**Requirement**: Find all lines in the records that include the word "usize", and copy them out.

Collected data

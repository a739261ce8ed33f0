//! Port fakes and fixtures shared by unit tests.

use async_trait::async_trait;
use std::time::Duration;
use uuid::Uuid;

use crate::domain::{
    ports::{EmbeddingService, ExtractedText, LlmService, TextExtractor, VectorStore},
    DocumentChunk, DomainError, Embedding, SearchResult,
};
use crate::infrastructure::InMemoryVectorStore;

/// Treats the bytes as UTF-8 text with pages separated by form feeds.
/// Input starting with `%BROKEN` is rejected like an unreadable PDF.
pub struct FakeExtractor;

impl TextExtractor for FakeExtractor {
    fn extract(&self, name: &str, bytes: &[u8]) -> Result<ExtractedText, DomainError> {
        if bytes.starts_with(b"%BROKEN") {
            return Err(DomainError::validation(format!("{name} could not be read")));
        }
        let text = String::from_utf8_lossy(bytes);
        Ok(ExtractedText::new(
            text.split('\x0c').map(str::to_string).collect(),
        ))
    }
}

const VOCABULARY: [&str; 6] = ["cats", "purr", "dogs", "bark", "fish", "swim"];

/// Bag-of-words over a tiny fixed vocabulary; unknown words are ignored.
pub struct KeywordEmbedding;

impl KeywordEmbedding {
    fn vectorize(text: &str) -> Embedding {
        let mut vec = vec![0.0f32; VOCABULARY.len()];
        for word in text
            .split(|c: char| !c.is_alphanumeric())
            .map(str::to_lowercase)
        {
            if let Some(i) = VOCABULARY.iter().position(|v| *v == word) {
                vec[i] += 1.0;
            }
        }
        Embedding::new(vec)
    }
}

#[async_trait]
impl EmbeddingService for KeywordEmbedding {
    async fn embed(&self, text: &str) -> Result<Embedding, DomainError> {
        Ok(Self::vectorize(text))
    }

    async fn embed_batch(&self, texts: &[&str]) -> Result<Vec<Embedding>, DomainError> {
        Ok(texts.iter().map(|t| Self::vectorize(t)).collect())
    }

    fn dimension(&self) -> usize {
        VOCABULARY.len()
    }

    fn model(&self) -> &str {
        "keyword"
    }
}

pub struct FailingEmbedding;

#[async_trait]
impl EmbeddingService for FailingEmbedding {
    async fn embed(&self, _text: &str) -> Result<Embedding, DomainError> {
        Err(DomainError::external("embedding service unavailable"))
    }

    async fn embed_batch(&self, _texts: &[&str]) -> Result<Vec<Embedding>, DomainError> {
        Err(DomainError::external("embedding service unavailable"))
    }

    fn dimension(&self) -> usize {
        0
    }

    fn model(&self) -> &str {
        "failing"
    }
}

/// Returns the prompt it was given, prefixed with `[system] ` when present.
pub struct EchoLlm;

#[async_trait]
impl LlmService for EchoLlm {
    async fn complete(&self, prompt: &str) -> Result<String, DomainError> {
        Ok(prompt.to_string())
    }

    async fn complete_with_system(
        &self,
        system: &str,
        prompt: &str,
    ) -> Result<String, DomainError> {
        Ok(format!("[{system}] {prompt}"))
    }

    fn model(&self) -> &str {
        "echo"
    }
}

pub struct SlowLlm;

#[async_trait]
impl LlmService for SlowLlm {
    async fn complete(&self, _prompt: &str) -> Result<String, DomainError> {
        tokio::time::sleep(Duration::from_secs(5)).await;
        Ok("too late".to_string())
    }

    async fn complete_with_system(
        &self,
        _system: &str,
        prompt: &str,
    ) -> Result<String, DomainError> {
        self.complete(prompt).await
    }

    fn model(&self) -> &str {
        "slow"
    }
}

/// In-memory store whose batch upserts take `delay`, leaving a window in which
/// the store has been cleared but not yet refilled.
pub struct SlowUpsertStore {
    inner: InMemoryVectorStore,
    delay: Duration,
}

impl SlowUpsertStore {
    pub fn new(delay: Duration) -> Self {
        Self {
            inner: InMemoryVectorStore::new(),
            delay,
        }
    }
}

#[async_trait]
impl VectorStore for SlowUpsertStore {
    async fn upsert(&self, chunk: &DocumentChunk, embedding: &Embedding) -> Result<(), DomainError> {
        self.inner.upsert(chunk, embedding).await
    }

    async fn upsert_batch(&self, items: &[(DocumentChunk, Embedding)]) -> Result<(), DomainError> {
        tokio::time::sleep(self.delay).await;
        self.inner.upsert_batch(items).await
    }

    async fn search(&self, query: &Embedding, top_k: usize) -> Result<Vec<SearchResult>, DomainError> {
        self.inner.search(query, top_k).await
    }

    async fn delete_by_document(&self, document_id: Uuid) -> Result<(), DomainError> {
        self.inner.delete_by_document(document_id).await
    }

    async fn clear(&self) -> Result<(), DomainError> {
        self.inner.clear().await
    }

    async fn count(&self) -> Result<usize, DomainError> {
        self.inner.count().await
    }
}

/// A minimal uncompressed PDF with one page per entry, each drawing its text
/// in Helvetica. An empty entry produces a page with an empty content stream.
pub fn pdf_with_pages(pages: &[&str]) -> Vec<u8> {
    // 1: catalog, 2: page tree, 3: font, then a page and its content per entry.
    let kids = (0..pages.len())
        .map(|i| format!("{} 0 R", 4 + 2 * i))
        .collect::<Vec<_>>()
        .join(" ");

    let mut objects = vec![
        "<< /Type /Catalog /Pages 2 0 R >>".to_string(),
        format!("<< /Type /Pages /Kids [{kids}] /Count {} >>", pages.len()),
        "<< /Type /Font /Subtype /Type1 /BaseFont /Helvetica >>".to_string(),
    ];
    for (i, text) in pages.iter().enumerate() {
        let stream = if text.is_empty() {
            String::new()
        } else {
            format!("BT /F1 12 Tf 72 720 Td ({text}) Tj ET")
        };
        objects.push(format!(
            "<< /Type /Page /Parent 2 0 R /MediaBox [0 0 612 792] \
             /Resources << /Font << /F1 3 0 R >> >> /Contents {} 0 R >>",
            5 + 2 * i
        ));
        objects.push(format!(
            "<< /Length {} >>\nstream\n{stream}\nendstream",
            stream.len()
        ));
    }

    let mut out = b"%PDF-1.4\n".to_vec();
    let mut offsets = Vec::with_capacity(objects.len());
    for (i, body) in objects.iter().enumerate() {
        offsets.push(out.len());
        out.extend_from_slice(format!("{} 0 obj\n{body}\nendobj\n", i + 1).as_bytes());
    }

    let xref = out.len();
    out.extend_from_slice(format!("xref\n0 {}\n0000000000 65535 f \n", objects.len() + 1).as_bytes());
    for offset in offsets {
        out.extend_from_slice(format!("{offset:010} 00000 n \n").as_bytes());
    }
    out.extend_from_slice(
        format!(
            "trailer\n<< /Size {} /Root 1 0 R >>\nstartxref\n{xref}\n%%EOF\n",
            objects.len() + 1
        )
        .as_bytes(),
    );
    out
}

**Exercise response**:
    fn dimension(&self) -> usize {
    fn dimension(&self) -> usize {
    async fn search(&self, query: &Embedding, top_k: usize) -> Result<Vec<SearchResult>, DomainError> {
    async fn count(&self) -> Result<usize, DomainError> {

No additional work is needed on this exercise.